Capacity at peak is very important, as we don’t want the transaction price to increase when activity spikes: we always want actual usage to be below max capacity.
Today, Linea supports 12 million gas per second (vs. Ethereum mainnet at 1.25Mg/s), with a 24-million block size with a block time of 2 seconds. We want to increase this capacity forever. Scalability comes from: (1) lower block time - 100ms or less would be great (2) bigger blocks - 200M gas or more would be great.
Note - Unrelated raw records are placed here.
use diesel::result::Error as DieselError;
use thiserror::Error;

/// Custom error type for bulk transfer operations
#[derive(Debug, Error)]
pub enum TransferError {
    #[error("Missing required columns: {}", .0.join(", "))]
    MissingColumns(Vec<String>),
    #[error("Import aborted at row {row}: {message}")]
    RowFailed { row: usize, message: String },
    #[error("Malformed file: {0}")]
    MalformedFile(String),
    #[error("Database error: {0}")]
    DatabaseError(String),
}

impl From<DieselError> for TransferError {
    fn from(err: DieselError) -> Self {
        TransferError::DatabaseError(err.to_string())
    }
}

impl From<csv::Error> for TransferError {
    fn from(err: csv::Error) -> Self {
        TransferError::MalformedFile(err.to_string())
    }
}

/// Result type for bulk transfer operations
pub type Result<T> = std::result::Result<T, TransferError>;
The two together should bring the capacity to 2Ggas / second and more.
This document gives an overview of the problem and of the things to do.
Prover
For lower block time, the prover scales linearly, with potentially hundreds of prover processes (the maximum reached so far is ~600 hpc6a at the same time), so there is no scalability point here: improving the prover is still very important to lower the cost and to decrease the latency, but this is not the topic of the document.
For bigger blocks, this increases the memory used by the prover, so a specific effort is potentially needed to split the work in smaller tasks that can fit a reasonable computer (eg. an hpc7a with 768 GB of ram).
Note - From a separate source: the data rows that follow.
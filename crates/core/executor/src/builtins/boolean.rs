use crate::{
    function::{expect_args, expect_bool, FunctionEnv, FunctionResult},
    Value,
};

fn binary(args: &[Value], op: impl FnOnce(bool, bool) -> bool) -> FunctionResult {
    let [a, b] = expect_args::<2>(args)?;
    Ok(Some(Value::Bool(op(expect_bool(a)?, expect_bool(b)?))))
}

pub(crate) fn not(_: FunctionEnv<'_>, args: &[Value]) -> FunctionResult {
    let [a] = expect_args::<1>(args)?;
    Ok(Some(Value::Bool(!expect_bool(a)?)))
}

pub(crate) fn equal_to(_: FunctionEnv<'_>, args: &[Value]) -> FunctionResult {
    binary(args, |a, b| a == b)
}

/// Also serves as `Bool.Xor`.
pub(crate) fn not_equal_to(_: FunctionEnv<'_>, args: &[Value]) -> FunctionResult {
    binary(args, |a, b| a != b)
}

pub(crate) fn or(_: FunctionEnv<'_>, args: &[Value]) -> FunctionResult {
    binary(args, |a, b| a || b)
}

pub(crate) fn and(_: FunctionEnv<'_>, args: &[Value]) -> FunctionResult {
    binary(args, |a, b| a && b)
}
Arithmetization aka trace generation
Like the prover, the arithmetization scales linearly: it is always possible to add trace generation processes. With bigger blocks, traces will also become bigger, but we do not expect any major impact.
Data availability
With more transactions, there will be more data to send on the data availability layer. Today, looking at the compressed size of the average transaction, Ethereum Blobs can support 400 TPS, obviously less than the capacity we are targeting. We don’t want to replace Ethereum’s data availability layer, but we also expect that the capacity of Ethereum will increase dramatically in the near future.
Sequencer
The sequencer needs to execute the transactions to include them in the block. Currently, the sequencer also measures the prover resources (“limits”) used by the transaction, to be sure that the block stays below the prover’s limit and to be sure that the transaction is profitable. This is very expensive for the sequencer.
Linea’s plan is to remove the prover’s limit in 2025. That will remove the first cause.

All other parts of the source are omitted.